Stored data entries
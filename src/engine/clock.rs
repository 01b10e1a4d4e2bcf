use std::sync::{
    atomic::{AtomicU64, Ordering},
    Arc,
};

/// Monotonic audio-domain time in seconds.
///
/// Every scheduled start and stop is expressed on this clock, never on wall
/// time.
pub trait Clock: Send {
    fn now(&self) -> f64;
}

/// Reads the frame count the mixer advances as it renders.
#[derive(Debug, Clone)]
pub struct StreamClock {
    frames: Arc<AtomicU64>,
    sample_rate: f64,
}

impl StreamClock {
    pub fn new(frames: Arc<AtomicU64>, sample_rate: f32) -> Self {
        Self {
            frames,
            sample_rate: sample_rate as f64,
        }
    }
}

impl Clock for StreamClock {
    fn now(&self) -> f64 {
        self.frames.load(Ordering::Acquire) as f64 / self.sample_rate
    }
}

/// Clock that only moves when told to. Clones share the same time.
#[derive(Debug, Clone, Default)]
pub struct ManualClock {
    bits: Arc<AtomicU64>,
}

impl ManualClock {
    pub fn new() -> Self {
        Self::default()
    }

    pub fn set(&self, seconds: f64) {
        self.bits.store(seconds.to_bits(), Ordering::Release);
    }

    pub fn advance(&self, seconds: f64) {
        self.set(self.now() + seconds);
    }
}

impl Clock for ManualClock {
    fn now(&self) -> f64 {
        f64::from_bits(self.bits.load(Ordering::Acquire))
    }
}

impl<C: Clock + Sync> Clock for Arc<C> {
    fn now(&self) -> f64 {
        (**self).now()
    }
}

--

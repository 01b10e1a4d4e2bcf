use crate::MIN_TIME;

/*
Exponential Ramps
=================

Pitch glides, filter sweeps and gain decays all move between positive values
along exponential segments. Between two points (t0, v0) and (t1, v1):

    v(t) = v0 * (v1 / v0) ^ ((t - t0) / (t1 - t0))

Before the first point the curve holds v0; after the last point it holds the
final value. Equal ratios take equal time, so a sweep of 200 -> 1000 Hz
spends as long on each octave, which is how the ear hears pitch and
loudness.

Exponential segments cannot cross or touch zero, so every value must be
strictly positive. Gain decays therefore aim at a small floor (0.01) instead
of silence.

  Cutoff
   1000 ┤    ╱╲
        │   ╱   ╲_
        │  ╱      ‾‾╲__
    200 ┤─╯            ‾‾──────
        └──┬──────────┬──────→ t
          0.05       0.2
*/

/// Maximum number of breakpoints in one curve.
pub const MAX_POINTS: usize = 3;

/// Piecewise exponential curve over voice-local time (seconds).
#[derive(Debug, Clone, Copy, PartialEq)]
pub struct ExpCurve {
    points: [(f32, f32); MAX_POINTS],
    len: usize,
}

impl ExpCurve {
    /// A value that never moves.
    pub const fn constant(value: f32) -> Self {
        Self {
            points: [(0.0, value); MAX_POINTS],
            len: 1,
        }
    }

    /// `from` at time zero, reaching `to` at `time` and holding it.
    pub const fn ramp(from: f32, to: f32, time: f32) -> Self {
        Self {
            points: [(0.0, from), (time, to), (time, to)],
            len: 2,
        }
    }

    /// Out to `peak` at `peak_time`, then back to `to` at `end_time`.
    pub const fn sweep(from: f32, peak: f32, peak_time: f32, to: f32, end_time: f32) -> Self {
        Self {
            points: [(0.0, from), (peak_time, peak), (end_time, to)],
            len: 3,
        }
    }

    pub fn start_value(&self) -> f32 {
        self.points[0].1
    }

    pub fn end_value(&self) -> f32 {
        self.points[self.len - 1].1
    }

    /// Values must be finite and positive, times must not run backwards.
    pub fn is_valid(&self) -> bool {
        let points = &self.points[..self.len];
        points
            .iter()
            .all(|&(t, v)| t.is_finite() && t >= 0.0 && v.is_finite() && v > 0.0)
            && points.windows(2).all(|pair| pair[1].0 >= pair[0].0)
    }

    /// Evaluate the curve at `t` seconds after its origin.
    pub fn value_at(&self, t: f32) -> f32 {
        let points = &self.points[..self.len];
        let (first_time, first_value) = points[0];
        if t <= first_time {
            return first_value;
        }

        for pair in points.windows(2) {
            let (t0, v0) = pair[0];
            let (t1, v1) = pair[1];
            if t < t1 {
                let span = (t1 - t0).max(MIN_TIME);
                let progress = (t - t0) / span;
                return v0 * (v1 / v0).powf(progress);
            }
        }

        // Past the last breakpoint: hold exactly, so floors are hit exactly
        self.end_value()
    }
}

EXERCISE -
Only the lines of the data holding the string "peak" are wanted; copy each of them.

SOLUTION TO THIS TASK -
    /// Out to `peak` at `peak_time`, then back to `to` at `end_time`.
    pub const fn sweep(from: f32, peak: f32, peak_time: f32, to: f32, end_time: f32) -> Self {
            points: [(0.0, from), (peak_time, peak), (end_time, to)],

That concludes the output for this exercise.